Collected data entries

☆ ☆ ☆ ☆

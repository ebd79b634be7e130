//! Contract Invariant Tests
//!
//! These tests verify the non-negotiable guarantees.

use serde_json::{json, Value};

use deckforge_core::{
    blueprint::SlideBlueprintEntry,
    content::Style,
    draw::FAILURE_TEXT,
    hashing::canonical_json,
    library::{core_components, seed},
    Blueprint, BlueprintAssembler, Category, Component, ComponentFilter, ComponentRegistry, DataPoint,
    DocumentCompositor, DrawOp, Executor, GenerationParameters, ParsedContent, ParsedSection, RenderProgram,
    SchemaValidator, SectionType, Theme,
};

fn seeded() -> ComponentRegistry {
    let registry = ComponentRegistry::in_memory();
    seed(&registry).unwrap();
    registry
}

fn component(id: &str) -> Component {
    core_components().unwrap().into_iter().find(|c| c.id == id).unwrap()
}

fn entry(position: usize, id: &str, data: Value) -> SlideBlueprintEntry {
    SlideBlueprintEntry::new(position, &component(id), data)
}

fn compositor(registry: &ComponentRegistry) -> DocumentCompositor {
    DocumentCompositor::new(registry.clone(), Executor::default())
}

#[test]
fn invariant_invalid_payload_never_renders() {
    let registry = seeded();
    // kpis is required
    let blueprint = Blueprint::from_entries(vec![entry(0, "core.kpi-dashboard", json!({ "title": "KPIs" }))]);
    let document = compositor(&registry).compose(&blueprint, &Theme::default()).unwrap();

    let page = &document.pages[0];
    assert!(page.is_placeholder());
    assert_eq!(page.ops.len(), 1);
    assert!(matches!(&page.ops[0], DrawOp::Text(t) if t.text == FAILURE_TEXT));
}

#[cfg(feature = "test-hooks")]
#[test]
fn invariant_every_page_is_validated() {
    use deckforge_core::executor::{get_validation_call_count, reset_validation_call_count};

    let registry = seeded();
    let blueprint = Blueprint::from_entries(vec![
        entry(0, "core.minimal-cover", json!({ "title": "Deck" })),
        entry(1, "core.full-text-narrative", json!({ "title": "Why", "content": "Because" })),
        entry(2, "core.thank-you", json!({})),
    ]);
    reset_validation_call_count();
    compositor(&registry).parallel(false).compose(&blueprint, &Theme::default()).unwrap();
    assert!(get_validation_call_count() >= 3);
}

#[test]
fn invariant_pages_follow_positions() {
    let registry = seeded();
    let blueprint = Blueprint::from_entries(vec![
        entry(7, "core.thank-you", json!({})),
        entry(2, "core.full-text-narrative", json!({ "title": "B", "content": "b" })),
        entry(0, "core.minimal-cover", json!({ "title": "A" })),
    ]);
    let document = compositor(&registry).compose(&blueprint, &Theme::default()).unwrap();
    let positions: Vec<_> = document.pages.iter().map(|p| p.position).collect();
    assert_eq!(positions, vec![0, 2, 7]);
    assert_eq!(document.pages[2].component_id, "core.thank-you");
}

#[test]
fn invariant_rendering_is_deterministic() {
    let registry = seeded();
    let blueprint = Blueprint::from_entries(vec![
        entry(0, "core.stats-cover", json!({
            "title": "Q4",
            "stats": [{ "label": "Revenue", "value": "$2.5M" }, { "label": "Margin", "value": "18%" }]
        })),
        entry(1, "core.numbered-steps", json!({ "title": "Plan", "steps": ["One", "Two", "Three"] })),
    ]);
    let a = compositor(&registry).compose(&blueprint, &Theme::default()).unwrap();
    let b = compositor(&registry).parallel(false).compose(&blueprint, &Theme::default()).unwrap();

    assert_eq!(a.pages, b.pages);
    assert_eq!(a.manifest_hash, b.manifest_hash);
    assert_ne!(a.id, b.id);
    assert!(a.pages.iter().all(|p| !p.render_key.is_empty()));
}

#[test]
fn invariant_failures_are_isolated() {
    let registry = seeded();
    let mut future = entry(1, "core.full-text-narrative", json!({ "title": "Later", "content": "x" }));
    if let Some(snapshot) = future.snapshot.as_mut() {
        snapshot.engine_min_version = "99.0.0".to_string();
    }
    let blueprint = Blueprint::from_entries(vec![
        entry(0, "core.minimal-cover", json!({ "title": "Deck" })),
        future,
        entry(2, "core.thank-you", json!({})),
    ]);
    let document = compositor(&registry).compose(&blueprint, &Theme::default()).unwrap();
    let placeholders: Vec<_> = document.pages.iter().map(|p| p.is_placeholder()).collect();
    assert_eq!(placeholders, vec![false, true, false]);
}

#[test]
fn invariant_throwing_program_fails_only_its_page() {
    let registry = seeded();
    let mut broken = entry(1, "core.full-text-narrative", json!({ "title": "Why", "content": "Because" }));
    let throws: RenderProgram = serde_json::from_value(json!({
        "body": [{ "op": "shape", "shape": "rect", "x": 0, "y": 0, "h": 1, "w": { "div": [1, 0] } }]
    }))
    .unwrap();
    if let Some(snapshot) = broken.snapshot.as_mut() {
        snapshot.render_program = throws;
    }
    let blueprint = Blueprint::from_entries(vec![
        entry(0, "core.minimal-cover", json!({ "title": "Deck" })),
        broken,
        entry(2, "core.thank-you", json!({})),
    ]);
    let document = compositor(&registry).compose(&blueprint, &Theme::default()).unwrap();

    assert_eq!(document.page_count(), 3);
    assert_eq!(document.placeholder_count(), 1);
    assert!(document.pages[1].is_placeholder());
    assert!(matches!(&document.pages[1].ops[0], DrawOp::Text(t) if t.text == FAILURE_TEXT));
    assert!(!document.pages[0].is_placeholder() && !document.pages[2].is_placeholder());
}

fn bar_widths(items: Value) -> Vec<f64> {
    let registry = seeded();
    let blueprint = Blueprint::from_entries(vec![entry(0, "core.comparison-bars", json!({ "title": "Bars", "items": items }))]);
    let document = compositor(&registry).compose(&blueprint, &Theme::default()).unwrap();
    assert_eq!(document.placeholder_count(), 0);
    document.pages[0]
        .ops
        .iter()
        .filter_map(|op| match op {
            DrawOp::Shape(shape) => Some(shape.frame.w),
            _ => None,
        })
        .collect()
}

#[test]
fn invariant_single_bar_is_full_width() {
    assert_eq!(bar_widths(json!([{ "label": "Revenue", "value": 42 }])), vec![6.0]);
    assert_eq!(bar_widths(json!([{ "label": "A", "value": 10 }, { "label": "B", "value": 5 }])), vec![6.0, 3.0]);
    assert!(bar_widths(json!([])).is_empty());
}

#[test]
fn invariant_degenerate_collections_lay_out() {
    let registry = seeded();
    let blueprint = Blueprint::from_entries(vec![
        entry(0, "core.numbered-steps", json!({ "title": "Nothing yet", "steps": [] })),
        entry(1, "core.timeline-horizontal", json!({ "title": "One", "milestones": [{ "date": "Q1", "event": "Launch" }] })),
        entry(2, "core.comparison-bars", json!({ "title": "Flat", "items": [{ "label": "A", "value": 0 }, { "label": "B", "value": 0 }] })),
    ]);
    let document = compositor(&registry).compose(&blueprint, &Theme::default()).unwrap();
    assert_eq!(document.placeholder_count(), 0);
}

fn section(title: &str, section_type: SectionType) -> ParsedSection {
    let mut section = ParsedSection::new(title, section_type);
    section.content = format!("{} in detail", title);
    section.items = vec!["Pro: quick".into(), "Con: costly".into(), "Q1: pilot".into(), "Q2: rollout".into()];
    section.data_points = vec![DataPoint::new("Revenue", "$2.5M"), DataPoint::new("Users", "12000")];
    section
}

#[test]
fn invariant_rule_based_blueprints_are_complete() {
    let registry = seeded();
    let components = registry.available().unwrap();
    let validator = SchemaValidator::strict();

    for style in [Style::DataDriven, Style::Minimal] {
        let content = ParsedContent {
            title: "Annual Review".to_string(),
            sections: [
                SectionType::Data,
                SectionType::Narrative,
                SectionType::Framework,
                SectionType::Timeline,
                SectionType::Comparison,
                SectionType::Process,
            ]
            .into_iter()
            .map(|t| section(&format!("{:?}", t), t))
            .collect(),
        };
        let params = GenerationParameters { style, ..Default::default() };
        let assembly = BlueprintAssembler::new().assemble(&content, &components, &params, None).unwrap();
        let entries = assembly.blueprint.entries();

        assert!(assembly.blueprint.is_dense());
        assert_eq!(entries.len(), content.sections.len() + 2);
        let first = registry.get(&entries[0].component_id).unwrap();
        assert_eq!(first.category, Category::Title);
        assert!(first.has_tag("cover"));
        assert_eq!(registry.get(&entries[entries.len() - 1].component_id).unwrap().category, Category::Closing);

        for entry in entries {
            let snapshot = entry.snapshot.as_ref().unwrap();
            let report = validator.validate(&entry.data, &snapshot.data_schema);
            assert!(report.valid, "{} failed: {}", entry.component_id, report.summary());
        }
        for run in entries.windows(3) {
            let same = run.iter().all(|e| e.component_id == run[0].component_id);
            assert!(!same || run[0].component_id == "core.full-text-narrative");
        }
    }
}

#[test]
fn invariant_seed_is_idempotent() {
    let registry = ComponentRegistry::in_memory();
    let first = seed(&registry).unwrap();
    let before = canonical_json(&registry.list(&ComponentFilter::default())).unwrap();
    let second = seed(&registry).unwrap();
    let after = canonical_json(&registry.list(&ComponentFilter::default())).unwrap();

    assert_eq!(first.removed, 0);
    assert_eq!(second.removed, second.inserted);
    assert_eq!(before, after);
    assert_eq!(registry.available().unwrap().len(), 20);
}

#[test]
fn invariant_canonical_json_deterministic() {
    let a = canonical_json(&json!({ "b": 1, "a": { "d": [1, 2], "c": null } })).unwrap();
    let b = canonical_json(&json!({ "a": { "c": null, "d": [1, 2] }, "b": 1 })).unwrap();
    assert_eq!(a, b);
}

☆ ☆ ☆ ☆

EXERCISE DESCRIPTION ▸ Please report only the number of lines above that include "after".

SOLUTION TO THIS EXERCISE ▸ 2